As a personal trainer San Diego, I attended some national personal training conventions during the past year. I was struck through the seemingly random nature that fitness fads come and go of fashion. Many people in the fitness world seem to move from a single fad to the next, with no evident rhyme or reason. I believe it is best to exercise what is most beneficial, rather than flitting from fad to fad.
In “aerobics” dance there was Jazzercise during the ’80’s, Tae Bo in the ’90’s, and nowadays something called “Zumba” has become the fitness dance craze. In other parts of fitness, a number of today’s popular exercises are tossing kettlebells up and down, boxing, ballistic Olympic weight lifting exercises, CrossFit, P90X, heavy hula hoop dancing, “boot camps”, plyometrics, stripper pole dancing (there is an actual personal trainer certification on this one, seriously).
I consider most of these methods as basically misguided, because I consider the purpose of exercise to improve our bodies physically. And, essentially all physical developments that can be stimulated by exercise are caused by loading the muscles. (Creating your muscles work is the way you “get at” and motivate not only the muscles, but the rest of your body’s systems. Intense muscular work is what encourages improvements in the cardiovascular system, lungs, endocrine system, immune system, general metabolism, and more.)
Done efficiently, exercise must load the muscles effectively, efficiently, safely, and as such stimulate your body to help improve. Rational strength training is designed particularly to load your muscles effectively, efficiently, and safely. Conversely, the fitness fads listed above haven’t been specifically designed just for optimal muscular loading. They are activities that do incorporate some muscular work, but they’re not the result of a logical approach checking out the muscle and joint functions of the human body and the way to load them best. As a result, if appropriately performed, training for strength can give you comparatively greater fitness take a lesser amount of time, and with less injury risk.
When correctly done, high-intensity training for strength may improve all aspects of general fitness. The research is pretty clear that when done effectively, strength training can make you stronger, give you more endurance, add calorie-burning lean muscle mass to your body, halt and reverse age-related muscle loss (sarcopenia), increase your metabolism and the number of calories you burn even when you’re resting, improve losing fat, strengthen your bones, reverse aging of muscle cells (expresses younger DNA in the nuclei), improve the cardiovascular fitness, improve levels of cholesterol, lower blood pressure, improve lower back pain, help control blood sugar, improve your body’s immune system plus a variety of other benefits.

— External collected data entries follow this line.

//! SQL helper functions for the `SQLite` store.
//!
//! This module provides utilities for SQL query construction, including:
//! - Engine-generated table and column identifiers
//! - Mapping between field values and `SQLite` storage classes
//! - LIKE wildcard escaping
//! - Filter and order clause building with numbered parameters
//!
//! Table and column names are always derived from engine-generated UUIDs;
//! user input only ever reaches queries as bound parameters.

use chrono::{DateTime, NaiveDate, SecondsFormat, Utc};
use rusqlite::types::Value as SqlValue;
use uuid::Uuid;

use crate::models::{
    Field, FieldId, FieldType, FieldValue, FilterCondition, FilterPredicate, ModelId, ModelLinkId,
    SortKey, SortOrder, SortSpec,
};
use crate::{Error, Result};

/// Returns the record table name for a model.
#[must_use]
pub(crate) fn records_table(model_id: ModelId) -> String {
    format!("records_{}", model_id.into_inner().simple())
}

/// Returns the edge table name for a model link.
#[must_use]
pub(crate) fn record_links_table(link_id: ModelLinkId) -> String {
    format!("record_links_{}", link_id.into_inner().simple())
}

/// Returns the column name for a field.
#[must_use]
pub(crate) fn field_column(field_id: FieldId) -> String {
    format!("f_{}", field_id.into_inner().simple())
}

/// Returns the `SQLite` column type for a field type.
#[must_use]
pub(crate) const fn column_type(field_type: FieldType) -> &'static str {
    match field_type {
        FieldType::SingleLineText
        | FieldType::MultiLineText
        | FieldType::Email
        | FieldType::Date
        | FieldType::DateTime => "TEXT",
        FieldType::Number => "REAL",
        FieldType::Boolean => "INTEGER",
    }
}

/// Formats a timestamp in the store's canonical form: RFC 3339 in UTC with
/// fixed six-digit fractional seconds, so that text ordering matches time
/// ordering.
#[must_use]
pub(crate) fn format_timestamp(timestamp: &DateTime<Utc>) -> String {
    timestamp.to_rfc3339_opts(SecondsFormat::Micros, true)
}

/// Parses a timestamp stored by [`format_timestamp`].
pub(crate) fn parse_timestamp(idx: usize, text: &str) -> rusqlite::Result<DateTime<Utc>> {
    DateTime::parse_from_rfc3339(text)
        .map(|dt| dt.with_timezone(&Utc))
        .map_err(|e| {
            rusqlite::Error::FromSqlConversionFailure(
                idx,
                rusqlite::types::Type::Text,
                Box::new(e),
            )
        })
}

/// Parses a UUID column.
pub(crate) fn parse_uuid(idx: usize, text: &str) -> rusqlite::Result<Uuid> {
    Uuid::parse_str(text).map_err(|e| {
        rusqlite::Error::FromSqlConversionFailure(idx, rusqlite::types::Type::Text, Box::new(e))
    })
}

/// Converts a field value into the `SQLite` value it is stored as.
#[must_use]
pub(crate) fn sql_value(value: &FieldValue) -> SqlValue {
    match value {
        FieldValue::Text(s) => SqlValue::Text(s.clone()),
        FieldValue::Number(n) => SqlValue::Real(*n),
        FieldValue::Boolean(b) => SqlValue::Integer(i64::from(*b)),
        FieldValue::Date(d) => SqlValue::Text(d.format("%Y-%m-%d").to_string()),
        FieldValue::DateTime(dt) => SqlValue::Text(format_timestamp(dt)),
    }
}

/// Converts a stored `SQLite` value back into a field value.
///
/// `NULL` maps to `None`. A storage class that does not match the field's
/// type is a corruption and surfaces as a conversion failure.
pub(crate) fn field_value_from_sql(
    field: &Field,
    idx: usize,
    value: SqlValue,
) -> rusqlite::Result<Option<FieldValue>> {
    let mismatch = |found: &str| {
        rusqlite::Error::FromSqlConversionFailure(
            idx,
            rusqlite::types::Type::Text,
            format!(
                "field '{}' of type {} holds a {found} value",
                field.name, field.field_type
            )
            .into(),
        )
    };

    match value {
        SqlValue::Null => Ok(None),
        SqlValue::Text(text) => match field.field_type {
            FieldType::SingleLineText | FieldType::MultiLineText | FieldType::Email => {
                Ok(Some(FieldValue::Text(text)))
            }
            FieldType::Date => NaiveDate::parse_from_str(&text, "%Y-%m-%d")
                .map(|d| Some(FieldValue::Date(d)))
                .map_err(|e| {
                    rusqlite::Error::FromSqlConversionFailure(
                        idx,
                        rusqlite::types::Type::Text,
                        Box::new(e),
                    )
                }),
            FieldType::DateTime => parse_timestamp(idx, &text)
                .map(|dt| Some(FieldValue::DateTime(dt))),
            FieldType::Number | FieldType::Boolean => Err(mismatch("text")),
        },
        SqlValue::Real(n) => match field.field_type {
            FieldType::Number => Ok(Some(FieldValue::Number(n))),
            _ => Err(mismatch("real")),
        },
        SqlValue::Integer(i) => match field.field_type {
            FieldType::Boolean => Ok(Some(FieldValue::Boolean(i != 0))),
            #[allow(clippy::cast_precision_loss)]
            FieldType::Number => Ok(Some(FieldValue::Number(i as f64))),
            _ => Err(mismatch("integer")),
        },
        SqlValue::Blob(_) => Err(mismatch("blob")),
    }
}

/// Escapes SQL LIKE wildcards in a string to make them literal.
///
/// SQL LIKE uses `%` (match any characters) and `_` (match single character)
/// as wildcards. When searching for literal `%` or `_` characters, they must
/// be escaped with a backslash. The backslash itself also needs escaping.
#[must_use]
pub fn escape_like_wildcards(s: &str) -> String {
    let mut result = String::with_capacity(s.len());
    for c in s.chars() {
        match c {
            '%' | '_' | '\\' => {
                result.push('\\');
                result.push(c);
            }
            _ => result.push(c),
        }
    }
    result
}

/// Finds a field by name, case-sensitively.
pub(crate) fn find_field<'a>(fields: &'a [Field], name: &str) -> Option<&'a Field> {
    fields.iter().find(|f| f.name == name)
}

/// Builds a WHERE clause from search filters with numbered parameters.
///
/// Returns the clause (prefixed with `" WHERE "` when any filter is
/// present), the bound parameter values, and the next free parameter index.
/// Every filter is resolved against the model's fields; a filter that does
/// not resolve or does not fit its field's type fails the whole query.
pub(crate) fn build_filter_clause(
    fields: &[Field],
    filters: &[FilterPredicate],
    start_param: usize,
) -> Result<(String, Vec<SqlValue>, usize)> {
    let mut conditions = Vec::new();
    let mut params = Vec::new();
    let mut param_idx = start_param;

    for predicate in filters {
        let field = find_field(fields, &predicate.field).ok_or_else(|| Error::UnknownField {
            field: predicate.field.clone(),
        })?;
        if !predicate.condition.applies_to(field.field_type) {
            return Err(Error::InvalidFilter {
                field: predicate.field.clone(),
                reason: format!("condition does not apply to a {} field", field.field_type),
            });
        }

        let column = field_column(field.id);
        match &predicate.condition {
            FilterCondition::TextContains(text) => {
                conditions.push(format!("{column} LIKE ?{param_idx} ESCAPE '\\'"));
                param_idx += 1;
                params.push(SqlValue::Text(format!(
                    "%{}%",
                    escape_like_wildcards(text)
                )));
            }
            FilterCondition::TextEquals(text) => {
                conditions.push(format!("{column} = ?{param_idx}"));
                param_idx += 1;
                params.push(SqlValue::Text(text.clone()));
            }
            FilterCondition::TextStartsWith(text) => {
                conditions.push(format!("{column} LIKE ?{param_idx} ESCAPE '\\'"));
                param_idx += 1;
                params.push(SqlValue::Text(format!("{}%", escape_like_wildcards(text))));
            }
            FilterCondition::TextEndsWith(text) => {
                conditions.push(format!("{column} LIKE ?{param_idx} ESCAPE '\\'"));
                param_idx += 1;
                params.push(SqlValue::Text(format!("%{}", escape_like_wildcards(text))));
            }
            FilterCondition::TextNotContains(text) => {
                // Null values count as "does not contain".
                conditions.push(format!(
                    "({column} IS NULL OR {column} NOT LIKE ?{param_idx} ESCAPE '\\')"
                ));
                param_idx += 1;
                params.push(SqlValue::Text(format!(
                    "%{}%",
                    escape_like_wildcards(text)
                )));
            }
            FilterCondition::TextNotEquals(text) => {
                conditions.push(format!(
                    "({column} IS NULL OR {column} != ?{param_idx})"
                ));
                param_idx += 1;
                params.push(SqlValue::Text(text.clone()));
            }
            FilterCondition::NumberEquals(n) => {
                conditions.push(format!("{column} = ?{param_idx}"));
                param_idx += 1;
                params.push(SqlValue::Real(*n));
            }
            FilterCondition::NumberGreaterThan(n) => {
                conditions.push(format!("{column} > ?{param_idx}"));
                param_idx += 1;
                params.push(SqlValue::Real(*n));
            }
            FilterCondition::NumberLessThan(n) => {
                conditions.push(format!("{column} < ?{param_idx}"));
                param_idx += 1;
                params.push(SqlValue::Real(*n));
            }
            FilterCondition::BooleanEquals(b) => {
                conditions.push(format!("{column} = ?{param_idx}"));
                param_idx += 1;
                params.push(SqlValue::Integer(i64::from(*b)));
            }
            FilterCondition::DateOn(value) => {
                conditions.push(format!("{column} = ?{param_idx}"));
                param_idx += 1;
                params.push(temporal_param(field, value)?);
            }
            FilterCondition::DateBefore(value) => {
                conditions.push(format!("{column} < ?{param_idx}"));
                param_idx += 1;
                params.push(temporal_param(field, value)?);
            }
            FilterCondition::DateAfter(value) => {
                conditions.push(format!("{column} > ?{param_idx}"));
                param_idx += 1;
                params.push(temporal_param(field, value)?);
            }
            FilterCondition::DateBetween { from, to } => {
                conditions.push(format!(
                    "{column} >= ?{param_idx} AND {column} <= ?{}",
                    param_idx + 1
                ));
                param_idx += 2;
                params.push(temporal_param(field, from)?);
                params.push(temporal_param(field, to)?);
            }
        }
    }

    let clause = if conditions.is_empty() {
        String::new()
    } else {
        format!(" WHERE {}", conditions.join(" AND "))
    };

    Ok((clause, params, param_idx))
}

/// Builds an ORDER BY clause for a sort specification.
///
/// Sorting on a field falls back to the record id as a tiebreak so paging
/// stays stable across equal values.
pub(crate) fn build_order_clause(fields: &[Field], sort: &SortSpec) -> Result<String> {
    let direction = match sort.order {
        SortOrder::Ascending => "ASC",
        SortOrder::Descending => "DESC",
    };
    let expression = match &sort.key {
        SortKey::CreatedAt => "created_at".to_string(),
        SortKey::UpdatedAt => "updated_at".to_string(),
        SortKey::Id => return Ok(format!(" ORDER BY id {direction}")),
        SortKey::Field(name) => {
            let field = find_field(fields, name).ok_or_else(|| Error::UnknownField {
                field: name.clone(),
            })?;
            field_column(field.id)
        }
    };
    Ok(format!(" ORDER BY {expression} {direction}, id ASC"))
}

/// Converts a date-family filter payload against the field's declared type.
fn temporal_param(field: &Field, value: &serde_json::Value) -> Result<SqlValue> {
    let converted =
        FieldValue::from_json(field.field_type, value).map_err(|reason| Error::InvalidFilter {
            field: field.name.clone(),
            reason,
        })?;
    Ok(sql_value(&converted))
}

One mistake most people make is to expect their workout program to be a reason for entertainment. It is an error simply because the effective, efficient loading of the muscles encountered during high-intensity training for strength is challenging and complicated. When you are really challenging your muscles and making them work intensely, it’s not fun. But, it’s very effective for stimulating fitness improvements. However, while some of the fitness fads listed earlier could be entertaining, in every case they are comparatively ineffective and inefficient for loading the muscles, and in many cases those ideas involve higher joint forces which are unacceptably dangerous (for example, throwing weighted kettlebells up and down over your head is dangerous for a number of reasons, including the joint forces are too high). So, while effective exercise is difficult while you’re doing it, you may spend the other 167 hours and 20 minutes of your week having so much fun as you would like (since slow-motion strength training only takes 20 minutes, twice each week). Plus, if you’re like me you can also find joy with the superior fitness outcome from your exercise program, even if it is not fun while you’re actually working out.
So my advice for you being a personal trainer San Diego is always to avoid the latest fitness fads. Stick to slow-motion high-intensity training for strength, and your exercise will still be extremely effective, efficient, and acceptably safe.